Über die 4 kann ich heute schon mehr sagen als in meiner ersten Mitteilung (Beiträge zur Traumdeutung. Jahrbuch f. Psych. Forschung I. Bd. 1909). In mehreren von mir genau analysierten Träumen war der Vierer der Verführer. Diese Verführungsphantasie tritt dann immer in Verbindung mit einer zweiten Zahl, z. B. mit der 1 als 41 oder mit der Null als 40 auf, je nachdem es sich um einen Mann oder um eine Frau handelt. Einen anderen Lotterietraum mit 41 will ich später ausführlich behandeln.

Die wichtigste Bedeutung erhält der Vierer aus den ,,Zehn Geboten“. Der Neurotiker kommt am häufigsten mit dem „Vierten Gebot“ in Konflikt: „Ehre Vater und Mutter, dass es dir wohlergehe auf Erden!“ Wenn der Teufel als der „Vierer“, der Verführer erscheint, so rät er eben, sich gegen dies Gebot aufzulehnen.

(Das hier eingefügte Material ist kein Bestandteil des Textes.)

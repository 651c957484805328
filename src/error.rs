//! Error handling for QuietRoom
//!
//! All errors carry an error code and, where it helps, recovery suggestions.
//! The analysis requestor never surfaces these to its callers; it converts
//! them into fallback results instead.

use thiserror::Error;

/// Result type alias for QuietRoom operations
pub type Result<T> = std::result::Result<T, QuietRoomError>;

/// Main error type for QuietRoom operations
#[derive(Error, Debug)]
pub enum QuietRoomError {
    // Analysis Service Errors
    #[error("API key not configured")]
    MissingCredential,

    #[error("Analysis service unavailable: {reason}")]
    ServiceUnavailable { reason: String },

    #[error("Analysis service timed out after {timeout_ms}ms")]
    ServiceTimeout { timeout_ms: u64 },

    #[error("Analysis service returned HTTP {status}")]
    ServiceStatus { status: u16 },

    #[error("Invalid response from analysis service: {reason}")]
    InvalidResponse { reason: String },

    // Catalog Errors
    #[error("Unknown material: {id}")]
    UnknownMaterial { id: String },

    #[error("Material '{id}' is a {actual}, expected a {expected}")]
    WrongCategory {
        id: String,
        expected: String,
        actual: String,
    },

    #[error("Unknown sound source: {id}")]
    UnknownSource { id: String },

    #[error("Unknown material category: {name}")]
    UnknownCategory { name: String },

    // Workbench Errors
    #[error("Analysis needs an outer wall layer")]
    AnalysisNotReady,

    #[error("An analysis is already in progress")]
    AnalysisInProgress,

    #[error("No pending analysis with ticket {ticket}")]
    UnknownTicket { ticket: String },

    #[error("Analysis for revision {requested} is stale (configuration is at revision {current})")]
    StaleAnalysis { requested: u64, current: u64 },

    // Settings Errors
    #[error("Invalid settings: {reason}")]
    SettingsError { reason: String },

    // I/O Errors
    #[error("I/O error: {0}")]
    Io(#[from] std::io::Error),

    // Serialization Errors
    #[error("Serialization error: {0}")]
    Serialization(#[from] serde_json::Error),
}

impl QuietRoomError {
    /// Get the error code for this error type
    pub fn error_code(&self) -> &'static str {
        match self {
            QuietRoomError::MissingCredential => "MISSING_CREDENTIAL",
            QuietRoomError::ServiceUnavailable { .. } => "SERVICE_UNAVAILABLE",
            QuietRoomError::ServiceTimeout { .. } => "SERVICE_TIMEOUT",
            QuietRoomError::ServiceStatus { .. } => "SERVICE_STATUS",
            QuietRoomError::InvalidResponse { .. } => "INVALID_RESPONSE",
            QuietRoomError::UnknownMaterial { .. } => "UNKNOWN_MATERIAL",
            QuietRoomError::WrongCategory { .. } => "WRONG_CATEGORY",
            QuietRoomError::UnknownSource { .. } => "UNKNOWN_SOURCE",
            QuietRoomError::UnknownCategory { .. } => "UNKNOWN_CATEGORY",
            QuietRoomError::AnalysisNotReady => "ANALYSIS_NOT_READY",
            QuietRoomError::AnalysisInProgress => "ANALYSIS_IN_PROGRESS",
            QuietRoomError::UnknownTicket { .. } => "UNKNOWN_TICKET",
            QuietRoomError::StaleAnalysis { .. } => "STALE_ANALYSIS",
            QuietRoomError::SettingsError { .. } => "SETTINGS_ERROR",
            QuietRoomError::Io(_) => "IO_ERROR",
            QuietRoomError::Serialization(_) => "SERIALIZATION_ERROR",
        }
    }

    /// Check if this error is recoverable
    pub fn is_recoverable(&self) -> bool {
        match self {
            QuietRoomError::ServiceUnavailable { .. } => true,
            QuietRoomError::ServiceTimeout { .. } => true,
            QuietRoomError::ServiceStatus { status } => *status == 429 || *status >= 500,
            QuietRoomError::AnalysisInProgress => true,
            QuietRoomError::StaleAnalysis { .. } => true,
            QuietRoomError::AnalysisNotReady => true,
            _ => false,
        }
    }

    /// Get recovery suggestions for this error
    pub fn recovery_suggestions(&self) -> Vec<&'static str> {
        match self {
            QuietRoomError::MissingCredential => vec![
                "Set QUIETROOM_API_KEY (or GEMINI_API_KEY) in the environment",
                "Or add \"api_key\" to the settings file passed with --settings",
            ],
            QuietRoomError::ServiceUnavailable { .. } | QuietRoomError::ServiceTimeout { .. } => {
                vec![
                    "Check your network connection",
                    "Try the analysis again in a moment",
                ]
            }
            QuietRoomError::ServiceStatus { .. } => vec![
                "Check that the API key is valid",
                "Check your API quota",
            ],
            QuietRoomError::UnknownMaterial { .. } | QuietRoomError::WrongCategory { .. } => vec![
                "Run 'quietroom-cli materials' to list material ids",
                "Filter by slot with --category",
            ],
            QuietRoomError::UnknownSource { .. } => {
                vec!["Run 'quietroom-cli sources' to list sound source ids"]
            }
            QuietRoomError::UnknownCategory { .. } => {
                vec!["Categories: wall-layer, insulation, window, door"]
            }
            QuietRoomError::AnalysisNotReady => vec!["Choose an outer wall layer first"],
            QuietRoomError::AnalysisInProgress => {
                vec!["Wait for the current analysis to finish"]
            }
            QuietRoomError::StaleAnalysis { .. } => {
                vec!["The design changed while analysing; run the analysis again"]
            }
            _ => vec![],
        }
    }
}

Ich behandelte eine Dame, die an der Zwangsvorstellung litt, alle Gegenstände in vier Teile zu zerlegen. (Sadistische Vorstellung des Vierteilens.) Sie müsste die Zahl 4 auf jedes Buch, in jeden freien Raum hinmalen. Es war eine Kranke, die ihre eigene Mutter hasste und ihr den Tod wünschte. Sie träumte einmal:

(475) „Ich sah eine große Tafel, auf der stand mit feurigen Buchstaben ein „Vierer“. Eine Stimme sprach: Ameiso!“

Das rätselhafte Wort ,,Ameiso" wurde folgendermaßen aufgeklärt: Ameiso heißt A — meiso und durch Umstellung eines Vokales A — Moise. Die Tafel ist von Moses. Ehre Vater und Mutter! — rief ihr die Stimme zu. Eine zweite Bedeutung des Vierers war die anale. „Setz‘ dich auf deine vier Buchstaben!“ sagt mancher oft in der Jugend. (Popo (Auch andere sexuelle Bedeutungen der Vier kommen in Betracht. Vier Beine sind ein Paar. (Beispiele in der Anthropophyteia II. Bd.) Auch vier Nymphen! (Aus einer Traumanalyse.)) besteht aus vier Buchstaben!)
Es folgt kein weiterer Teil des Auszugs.